During preparation the cement goes through multiple stages that include a “doughy” phase, working time, insertion time, and setting time. While setting, cement undergoes an exothermic reaction with 12 to 14 kcal released per 100-g cement. Rapid mixing, high humidity, and high temperature shorten the process.

The press-fit acetabular component is widely accepted as a standard in the United States. The Swedish registry data, though, show that:

  1. Press-fit stems generally have less pain and less revision rate
  2. Press-fit cups have higher failure rate and revisions
  3. Younger patients benefit from press-fit total hip arthroplasty
  4. Cemented femurs had a higher rate of fracture
  5. In femoral neck fractures, press-fit implants generally have better survival

 

Discussion

The correct answer is (B). The Swedish Hip Arthroplasty Registry is an extensive, detailed National Quality database of outcomes following THR performed in Sweden since 1979. Results from the Swedish Registry data support the use of cemented total hip replacement for both the femur and acetabulum. Press-fit stems have a higher rate of fracture, subsidence, and thigh pain. No specific differences

were seen per age group, even though the revision curve for both cemented and uncemented components seem to decline faster after 10 to 12 years. Some authors suggest that, in the setting of insufficiency fractures that are associated with worse bone quality, cemented total hip replacements provide more reliable results. Press-fit stems, especially with use of aggressively tapered designs, leads to higher risk of fractures.

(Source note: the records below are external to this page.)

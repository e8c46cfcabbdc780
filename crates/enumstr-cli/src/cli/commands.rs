//! Command builders for the CLI.

use clap::Command;

use super::args::*;

/// Add the input and naming args shared by every command.
fn with_input_args(cmd: Command) -> Command {
    cmd.arg(input_arg())
        .arg(type_arg())
        .arg(trim_prefix_arg())
        .arg(use_labels_arg())
        .arg(max_split_runs_arg())
}

/// Build the complete CLI with all subcommands.
pub fn build_cli() -> Command {
    Command::new("enumstr")
        .about("Generate value-to-name lookup functions for integer enumerations")
        .subcommand_required(true)
        .arg_required_else_help(true)
        .subcommand(generate_command())
        .subcommand(plan_command())
}

/// Generate Rust lookup functions.
pub fn generate_command() -> Command {
    let cmd = Command::new("generate")
        .about("Generate Rust lookup functions")
        .override_usage(
            "\
  enumstr generate <INPUT> [-t <NAME>]... [-o <FILE>]
  enumstr generate <INPUT> -t <NAME> --write",
        )
        .after_help(
            r#"EXAMPLES:
  enumstr generate types.json                      # every type, to stdout
  enumstr generate types.json -t Pill -w           # writes pill_name.rs
  enumstr generate types.json -t Pill --trim-prefix Pill
  cat types.json | enumstr generate - -o names.rs  # from stdin"#,
        );

    with_input_args(cmd)
        .arg(fn_name_arg())
        .arg(visibility_arg())
        .arg(display_arg())
        .arg(output_arg())
        .arg(write_arg())
}

/// Show the selected encoding of each type.
pub fn plan_command() -> Command {
    let cmd = Command::new("plan")
        .about("Show the selected encoding, runs and tables of each type")
        .after_help(
            r#"EXAMPLES:
  enumstr plan types.json                    # every type
  enumstr plan types.json -t Prime           # one type
  enumstr plan types.json --max-split-runs 0 # force maps"#,
        );

    with_input_args(cmd).arg(color_arg())
}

Osteolysis is seen in Charnley zone 1 around the acetabulum and mild asymmetry in the position of the femoral head in the cup. The process through which osteolysis takes place in this design is driven by:

  1. Lymphocytes
  2. Macrophages
  3. Osteoblasts
  4. Eosinophils
  5. Lymphoblasts

 

Discussion

The correct answer is (B). Metal-on-polyethylene hips lead to polyethylene particle wear. The subsequent osteolysis is usually driven by a macrophage mediated process. By comparison, the recently described metal particle wear is a lymphocytic process, termed ALVAL (aseptic lymphocyte-dominated vasculitis-associated lesions). Adverse local tissue reactions (ALTR) around metal-on-metal components is being increasingly recognized, initially due to the bearing surface, and more recently due to the process of trunnionosis.

The bearing surface used in this total hip replacement is metal-on-polyethylene. Alternative bearings include metal-on-metal, ceramic-on-ceramic, and ceramic-on-polyethylene. By comparison to first-generation ceramic bearing surfaces, third-generation ceramic-on-ceramic bearings show:

  1. Higher incidence of osteolysis, squeaking, and head fractures
  2. Higher incidence of pain and instability
  3. Lower incidence of osteolysis, squeaking, and head fractures
  4. Higher failure rate and need for revision
  5. 100% survival at 10 years

 

Discussion

The correct answer is (C). Ceramic bearings have demonstrated significantly better

wear characteristics compared to conventional metal-on-polyethylene bearing surfaces both clinically and in wear simulators. Squeaking, which has been documented previously with initial ceramic designs, is now reported at less than 1%.

 

Helpful Tip:

Both cemented and press-fit fixation techniques are associated with good results following total hip arthroplasty. Cementing technique is critical in determining long-term implant survival and should include canal preparation, pressurization, and a good cement mantle interface.Objectives: Did you learn...?

 

 

How to recognize bearing materials and associated complications? Implant fixation mechanisms and modern cementing techniques?

 

Bearing surface wear and the biologic process involved?